И вот уже на первом фрегате по вантам, зажав в зубах веревку с бело-голубым полотнищем, карабкался солдат Минаев. Вот он достиг верхушки мачты, ножом срезал шведский флаг и стал прикреплять русский. Секунда — и бело-голубое полотнище, подхваченное ветром, затрепетало над кораблем. Грянуло «Ура-а!».

— Что там у Меншикова? Что он там? — Петр с тревогой вглядывался во второй фрегат. Оттуда всё еще доносились стрельба и крики. Но прошло несколько томительных мгновений, и шведский флаг полетел вниз и со второго фрегата, забился на ветру русский — белый с голубым андреевским крестом.

— Алексашка… молодец!.. — прошептал Петр, улыбаясь сквозь слезы.

На «меншиковском» корабле, под только что водруженным флагом, морщилась в смехе калмыковатая физиономия какого-то мальчишки в Преображенском мундире.

…К лагерю русских войск на берегу Невы неспешно приближался длинный обоз. Телеги глубоко увязали в болотистой толще, лошади выбивались из сил. На переднем возу, со связками мушкетов, ружей и шпаг, восседали Никита Демидов и Вильгельм де Геннин. Уже издалека они заслышали катившиеся по угрюмой равнине «Ура-а!», выстрелы п крики.

— Наддай, Никита Демидыч! — заволновался де Геннин. — По всему видать, баталия была и наши верх взяли…

На заводском дворе перед Акинфием стояли оборванные, изможденные мужики.

— С Алапаевского завода бегли. От воеводы Кузовлева, — пояснил Акинфию приказчик Крот.

— Прими к себе, хозяин! Вконец измучил изверг проклятый, — загудели сразу несколько голосов.

— Сам жрет и пьет в три горла, а мы животы подводим!

— И в деле у пего никакого радения. Захирел заводишко-то.

— А вы думаете, Акинфий Никитич тута вам пироги да бражку приготовил? — ехидно улыбнулся Крот.

— У вас работа дельная и хлеба вдосталь. А пирогами мы пе набалованы.

Акинфий обернулся к стоящему позади Пантелею, весело подмигнул и тишком показал из кармана золотую фигурку, что постоянно таскал с собой.

— А ты… Зачем, мол, берешь… Вишь, как обернулось?

— Это еще не обернулось, — вздохнул Пантелей.

— Стало быть, захирел Алапаевский казенный-то? — уже не обращая внимания на Пантелея, не без удовольствия спросил Акинфий.

— Когда без сердца работу делают, она хуже каторги!

Загружали домну.
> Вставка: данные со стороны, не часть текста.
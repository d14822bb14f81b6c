//! Colon-delimited channel names and the wildcard patterns used to
//! subscribe to them (`trigger:*`, `trigger:**`).

use std::fmt;

pub const SEPARATOR: char = ':';

/// Channels that only carry the latest liveness snapshot. A newer one always
/// supersedes them, so they are never buffered.
pub const LIVENESS_CHANNELS: [&str; 2] = ["status", "monitoring"];

/// Prefix of every command and command-response channel.
pub const TRIGGER_PREFIX: &str = "trigger:";

pub fn is_liveness(channel: &str) -> bool {
    LIVENESS_CHANNELS.contains(&channel)
}

pub fn is_trigger(channel: &str) -> bool {
    channel.starts_with(TRIGGER_PREFIX)
}

#[derive(Debug, Clone, PartialEq, Eq)]
enum Segment {
    Literal(String),
    /// `*`: exactly one segment.
    One,
    /// `**`: everything from here on, including nothing.
    Rest,
}

/// A parsed subscription pattern.
#[derive(Debug, Clone, PartialEq, Eq)]
pub struct ChannelPattern {
    segments: Vec<Segment>,
}

impl ChannelPattern {
    pub fn parse(pattern: &str) -> Self {
        let mut segments = Vec::new();
        for part in pattern.split(SEPARATOR) {
            match part {
                "**" => {
                    segments.push(Segment::Rest);
                    break;
                }
                "*" => segments.push(Segment::One),
                literal => segments.push(Segment::Literal(literal.to_string())),
            }
        }
        Self { segments }
    }

    /// Pattern matching every channel.
    pub fn any() -> Self {
        Self {
            segments: vec![Segment::Rest],
        }
    }

    pub fn matches(&self, channel: &str) -> bool {
        let mut parts = channel.split(SEPARATOR);
        for segment in &self.segments {
            match segment {
                Segment::Rest => return true,
                Segment::One => {
                    if parts.next().is_none() {
                        return false;
                    }
                }
                Segment::Literal(lit) => {
                    if parts.next() != Some(lit.as_str()) {
                        return false;
                    }
                }
            }
        }
        parts.next().is_none()
    }
}

impl fmt::Display for ChannelPattern {
    fn fmt(&self, f: &mut fmt::Formatter<'_>) -> fmt::Result {
        let rendered: Vec<&str> = self
            .segments
            .iter()
            .map(|s| match s {
                Segment::Literal(lit) => lit.as_str(),
                Segment::One => "*",
                Segment::Rest => "**",
            })
            .collect();
        f.write_str(&rendered.join(":"))
    }
}

impl From<&str> for ChannelPattern {
    fn from(pattern: &str) -> Self {
        Self::parse(pattern)
    }
}
use op_core::config::{Config, ConfigError};

#[test]
fn default_config() {
    let cfg = Config::default();
    assert_eq!(cfg.general.log_level, "info");
    assert_eq!(cfg.general.secret_key_env, "OUTPOST_SECRET_KEY");
    assert_eq!(cfg.transport.enabled, vec!["websocket".to_string()]);
    assert_eq!(cfg.transport.queue_capacity, 500);
    assert_eq!(cfg.transport.probe_delay_ms, 2_000);
    assert_eq!(cfg.transport.retry_delay_ms, 5_000);
    assert_eq!(cfg.transport.write_timeout_ms, 10_000);
    assert_eq!(cfg.aggregation.top_variances, 5);
    assert_eq!(cfg.aggregation.learning_window_secs, 900);
    assert_eq!(cfg.aggregation.ewma_tick_ms, 5_000);
    assert_eq!(cfg.daemon.log_buffer_lines, 20);
    cfg.validate().expect("defaults validate");
}

#[test]
fn config_roundtrip() {
    let mut cfg = Config::default();
    cfg.transport
        .endpoints
        .insert("websocket".into(), "wss://backend.example:443".into());
    let toml_str = cfg.to_toml().expect("serialize to toml");
    assert!(toml_str.contains("wss://backend.example:443"));

    let parsed: Config = toml::from_str(&toml_str).expect("parse toml back");
    assert_eq!(parsed.transport.endpoints, cfg.transport.endpoints);
    assert_eq!(parsed.aggregation.shipping_interval_secs, 30);
    parsed.validate().expect("config validates");
}

#[test]
fn config_partial_toml() {
    let partial = r#"
[general]
server_name = "web-01"
public_key = "pk_123"

[transport]
enabled = ["axon", "websocket"]
queue_capacity = 42

[transport.endpoints]
push = "tcp://10.0.0.1:3900"
reverse = "tcp://10.0.0.1:43554"
"#;
    let cfg: Config = toml::from_str(partial).expect("parse partial");
    assert_eq!(cfg.general.server_name, "web-01");
    assert_eq!(cfg.transport.queue_capacity, 42);
    assert!(cfg.transport.is_enabled("axon"));
    assert_eq!(
        cfg.transport.endpoints.get("reverse").map(String::as_str),
        Some("tcp://10.0.0.1:43554")
    );
    // defaults fill in the rest
    assert_eq!(cfg.general.log_level, "info");
    assert_eq!(cfg.aggregation.top_variances, 5);
    cfg.validate().expect("config validates");
}

#[test]
fn load_from_file_validates() {
    let dir = tempfile::tempdir().expect("tempdir");
    let path = dir.path().join("config.toml");
    std::fs::write(&path, "[aggregation]\newma_tick_ms = 0\n").expect("write config");

    let err = Config::load_from(&path).expect_err("validation should fail");
    assert!(matches!(err, ConfigError::Validation(_)));
    assert!(err.to_string().contains("ewma_tick_ms"));
}

#[test]
fn load_from_missing_file_is_io_error() {
    let err = Config::load_from("/definitely/not/here/config.toml").expect_err("missing file");
    assert!(matches!(err, ConfigError::Io(_)));
}

#[test]
fn zero_status_interval_fails_to_load() {
    let dir = tempfile::tempdir().expect("tempdir");
    let path = dir.path().join("config.toml");
    std::fs::write(&path, "[daemon]\nstatus_interval_secs = 0\n").expect("write config");

    let err = Config::load_from(&path).expect_err("validation should fail");
    assert!(matches!(err, ConfigError::Validation(_)));
    assert!(err.to_string().contains("status_interval_secs"));
}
На тачках катили руду, уголь, сбрасывали в ненасытное жерло печи. Гремели колеса, шаркали десятки ног. Акинфий ухватил одну тачку, покатил по доскам — тяжело: на лице выступил пот, дыхание стало надсадным.

…Потом Акинфия видели на плотине. Он обсуждал с мастерами-плотинщиками, как поднять гребень. Сидели кружком, что-то чертили прутьями по земле.

…Потом он осматривал новые пушки на стрельбище.

…До темноты работал он в кузне. От грохота закладывало уши, от жара печей и горнов сохло во рту, пот сыпал градом. На подвесках накатывали чугунные чушки — будущие пушки и мортиры.

…Поздним вечером, весь в копоти и саже, он притащился домой.

— Обедать-то, батюшка… К столу пожалуй, — прошамкала беззубым ртом старуха Самсоновна, что прислуживала ему.

— Не, спать хочу, — едва шевельнул потрескавшимися губами Акинфий. — Спа-а-а-ть…

Петр и Никита Демидов ехали в двуколке.

— Гляди, — пояснял царь, — тут прешпект будет. Так и назовем — Невский! А вот там адмиралтейство флота Российского!

— Коровы ишшо нету, а подойник уже сделали, — усмехнулся Никита.

— Адмиралтейство флота Российского! — чуть не с угрозой повторил Петр. — А вот на островке — крепость. Именами апостольскими освятим: Петра и Павла.

Никита глазел вокруг и повсюду видел одно и то же: унылую, болотистую равнину. поросшую чахлым кустарником, ольшанником и северным корявым березняком. На горизонте маячили еловые леса.

— Эх, государь, назвать-то как хочешь можно. Чтоб тут город построить? О-ох, многовато силушки надобно!

— Не веришь, стало быть? — зло спросил Петр.